Randy Fine did, well, fine. The Gaetz seat was no surprise. The hype from the left was just that — hype.
In Wisconsin, the Democrat-backed progressive won the state Supreme Court seat. Despite the GOP outspending her and having Elon Musk campaign for Brad Schimel, Susan Crawford trounced him. It turns out it is harder than progressives claimed to buy elections.
The left is now, yet again, trying to get Trump to oust Musk. They wanted to blame him for Randy Fine’s loss. They cannot do that. So they’ll do their best to pin Schimel’s loss on him.
Given how special elections go against parties in power, it is hard to pin this on Musk, particularly in Wisconsin, but they’ll try.
It is all theater.
The theater also played out in the United States Senate.
Corey Booker, who in the majority demanded an end to the filibuster, claims he used the filibuster. The press is cheering. But Booker was not actually stopping the Senate advancing legislation. The same press was rather dismissive of Ted Cruz’s 21 hour filibuster of Obamacare in 2013. Here is how ABC News covered it:
But Cruz's overnight speech was technically not a filibuster and won't do much to delay or prevent the votes. The Senate is operating in "auto-pilot" mode and will hold its first procedural vote on the continuing resolution later this afternoon.
Analysts say his marathon talk was a mainly symbolic gesture of defiance, rather than a filibuster - a tactic made famous by the 1939 Jimmy Stewart film, Mr. Smith Goes To Washington - as it could not hold up Senate proceedings.
Democrats were largely dismissive of Cruz's effort, noting that it was not a formal filibuster since it had no effect of delaying or preventing a vote on the House-passed legislation. And Reid even noted that he and Cruz had previously agreed to set aside time for the Texas senator's lengthy screed.
And Politico:
In other words, from the beginning it was all over save for the theatrics. But Cruz offered plenty Tuesday by holding the Senate floor for hours about why Obamacare should cease to exist.
Of course, Politico, like the others, covers Booker like this:
Cory Booker wrote himself into the Senate annals Tuesday, setting a new record for the chamber’s longest speech when he held the floor for more than 25 hours and surpassed the late Sen. Strom Thurmond’s 1957 filibuster against civil rights.
The New Jersey Democrat took the floor at 6:59 p.m. on Monday, saying he was doing so with the “intention of disrupting the normal business of the United States Senate for as long as I am physically able” in order to protest the actions of President Donald Trump and his administration.
When Strom Thurmond mounted his famous filibuster, it was to stop the Civil Rights Act.

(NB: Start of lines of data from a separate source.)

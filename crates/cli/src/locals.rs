use crate::cursor::CursorArgs;
use rubyscope_api::Range;
use rubyscope_core::pin::{LocalVariable, StaticTypeInference};
use rubyscope_core::{Fragment, RuntimeSamples, SourceBuffer};
use rubyscope_ruby::{AssignmentInference, RubySource};
use serde::Serialize;

#[derive(Debug, Clone, PartialEq, Serialize)]
pub struct LocalReport {
    pub name: String,
    pub closure_path: String,
    pub assignment: Option<String>,
    pub presence: Range,
    /// Runtime-sampled type when one applies, else the inferred one.
    pub effective_type: String,
}

impl LocalReport {
    pub fn new(
        pin: &LocalVariable,
        samples: &RuntimeSamples,
        inference: &dyn StaticTypeInference,
    ) -> Self {
        Self {
            name: pin.name().to_string(),
            closure_path: pin.closure_path().to_string(),
            assignment: pin.assignment().map(str::to_string),
            presence: pin.presence,
            effective_type: rubyscope_core::pin::effective_type(pin, samples, inference)
                .to_string(),
        }
    }
}

pub fn run(
    cursor: &CursorArgs,
    samples: &RuntimeSamples,
    all: bool,
) -> anyhow::Result<Vec<LocalReport>> {
    let (source, offset) = cursor.load()?;
    collect(&source, offset, samples, all)
}

pub fn collect(
    source: &RubySource,
    offset: usize,
    samples: &RuntimeSamples,
    all: bool,
) -> anyhow::Result<Vec<LocalReport>> {
    let inference = AssignmentInference::new()?;
    let locals: Vec<&LocalVariable> = if all {
        source
            .local_variable_pins()
            .iter()
            .filter_map(|pin| pin.as_local_variable())
            .collect()
    } else {
        let fragment = Fragment::new(source, offset)?;
        fragment
            .visible_locals()
            .iter()
            .filter_map(|pin| pin.as_local_variable())
            .collect()
    };
    Ok(locals
        .into_iter()
        .map(|pin| LocalReport::new(pin, samples, &inference))
        .collect())
}
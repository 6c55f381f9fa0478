use crate::error::{Result, RubyscopeError};
use crate::logging::LogConfig;
use crate::samples::RuntimeSamples;
use serde::{Deserialize, Serialize};
use std::path::{Path, PathBuf};

/// Settings for a resolver host.
#[derive(Debug, Clone, Default, PartialEq, Serialize, Deserialize)]
#[serde(default)]
pub struct RubyscopeConfig {
    pub log: LogConfig,
    /// JSON file holding the runtime type samples table.
    pub runtime_samples: Option<PathBuf>,
}

impl RubyscopeConfig {
    pub fn load(path: &Path) -> Result<Self> {
        let text = std::fs::read_to_string(path)?;
        serde_json::from_str(&text)
            .map_err(|e| RubyscopeError::Config(format!("{}: {}", path.display(), e)))
    }

    /// Load the configured samples table, or an empty one when none is set.
    pub fn load_samples(&self) -> Result<RuntimeSamples> {
        match &self.runtime_samples {
            Some(path) => RuntimeSamples::load(path),
            None => Ok(RuntimeSamples::default()),
        }
    }
}
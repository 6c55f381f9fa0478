use thiserror::Error;

#[derive(Error, Debug)]
pub enum RubyscopeError {
    #[error("I/O error: {0}")]
    Io(#[from] std::io::Error),
    #[error("JSON serialization/deserialization error: {0}")]
    Json(#[from] serde_json::Error),
    #[error("Offset {offset} is out of bounds or not on a character boundary (buffer length {len})")]
    InvalidOffset { offset: usize, len: usize },
    #[error("Parsing error: {0}")]
    Parsing(String),
    #[error("Configuration error: {0}")]
    Config(String),
}

impl From<RubyscopeError> for rubyscope_api::ApiError {
    fn from(err: RubyscopeError) -> Self {
        match err {
            RubyscopeError::InvalidOffset { offset, len } => {
                rubyscope_api::ApiError::InvalidOffset { offset, len }
            }
            other => rubyscope_api::ApiError::Internal(other.to_string()),
        }
    }
}

pub type Result<T> = std::result::Result<T, RubyscopeError>;
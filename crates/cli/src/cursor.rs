use anyhow::{Context, anyhow};
use clap::Args;
use rubyscope_api::Position;
use rubyscope_core::util::offset_at;
use rubyscope_ruby::RubySource;
use std::path::PathBuf;

/// A Ruby file and a cursor inside it.
#[derive(Args, Debug, Clone)]
pub struct CursorArgs {
    /// Ruby source file
    #[arg(value_name = "FILE")]
    pub file: PathBuf,

    /// Byte offset of the cursor
    #[arg(long, conflicts_with_all = ["line", "col"])]
    pub offset: Option<usize>,

    /// Zero-based line of the cursor
    #[arg(long, requires = "col")]
    pub line: Option<usize>,

    /// Zero-based UTF-16 column of the cursor
    #[arg(long, requires = "line")]
    pub col: Option<usize>,
}

impl CursorArgs {
    /// Cursor byte offset in `code`; the end of the text when no position
    /// was given.
    pub fn offset_in(&self, code: &str) -> anyhow::Result<usize> {
        match (self.offset, self.line, self.col) {
            (Some(offset), _, _) => Ok(offset),
            (None, Some(line), Some(col)) => offset_at(code, Position::new(line, col))
                .ok_or_else(|| anyhow!("line {line} is past the end of the file")),
            _ => Ok(code.len()),
        }
    }

    pub fn load(&self) -> anyhow::Result<(RubySource, usize)> {
        let code = std::fs::read_to_string(&self.file)
            .with_context(|| format!("reading {}", self.file.display()))?;
        let offset = self.offset_in(&code)?;
        let source = RubySource::parse(code)?;
        Ok((source, offset))
    }
}

#[cfg(test)]
mod tests {
    use super::*;

    fn args(offset: Option<usize>, line: Option<usize>, col: Option<usize>) -> CursorArgs {
        CursorArgs {
            file: PathBuf::from("unused.rb"),
            offset,
            line,
            col,
        }
    }

    #[test]
    fn test_offset_resolution() {
        let code = "a = 1\nb.c\n";
        assert_eq!(args(Some(2), None, None).offset_in(code).unwrap(), 2);
        assert_eq!(args(None, Some(1), Some(2)).offset_in(code).unwrap(), 8);
        assert_eq!(args(None, None, None).offset_in(code).unwrap(), code.len());
        assert!(args(None, Some(9), Some(0)).offset_in(code).is_err());
    }
}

Thurmond ground the Senate to a halt, and it was unable to do any business or advance the bill. While it is nice to see someone finally pulling Thurmond’s filibuster against Civil Rights outside the record books, Thurmond actively blocked legislation. Booker did not.
Thurmond, you should note, was a Democrat at the time of his Senate filibuster, putting Democrats on top for filibusters — one to stop civil rights and one to stop, well, nothing.
But that is what Democrats want — spectacle. Once in the majority, Booker will, again, decry the filibuster.
By the way, it is worth noting that voters in Wisconsin overwhelmingly supported adding voter ID requirements to that state’s constitution even as they placed a progressive on the Supreme Court. No, Democrats, voter ID is not controversial.



Booker had one goal. He wants to be the candidate for 2028 and is looking for attention. Classic politician - a lot of noise but nothing actually accomplished.
So if judges are supposed to uphold the rule of law not make it why are judges progressive or conservative? Aren’t they supposed to be unbiased? Just asking.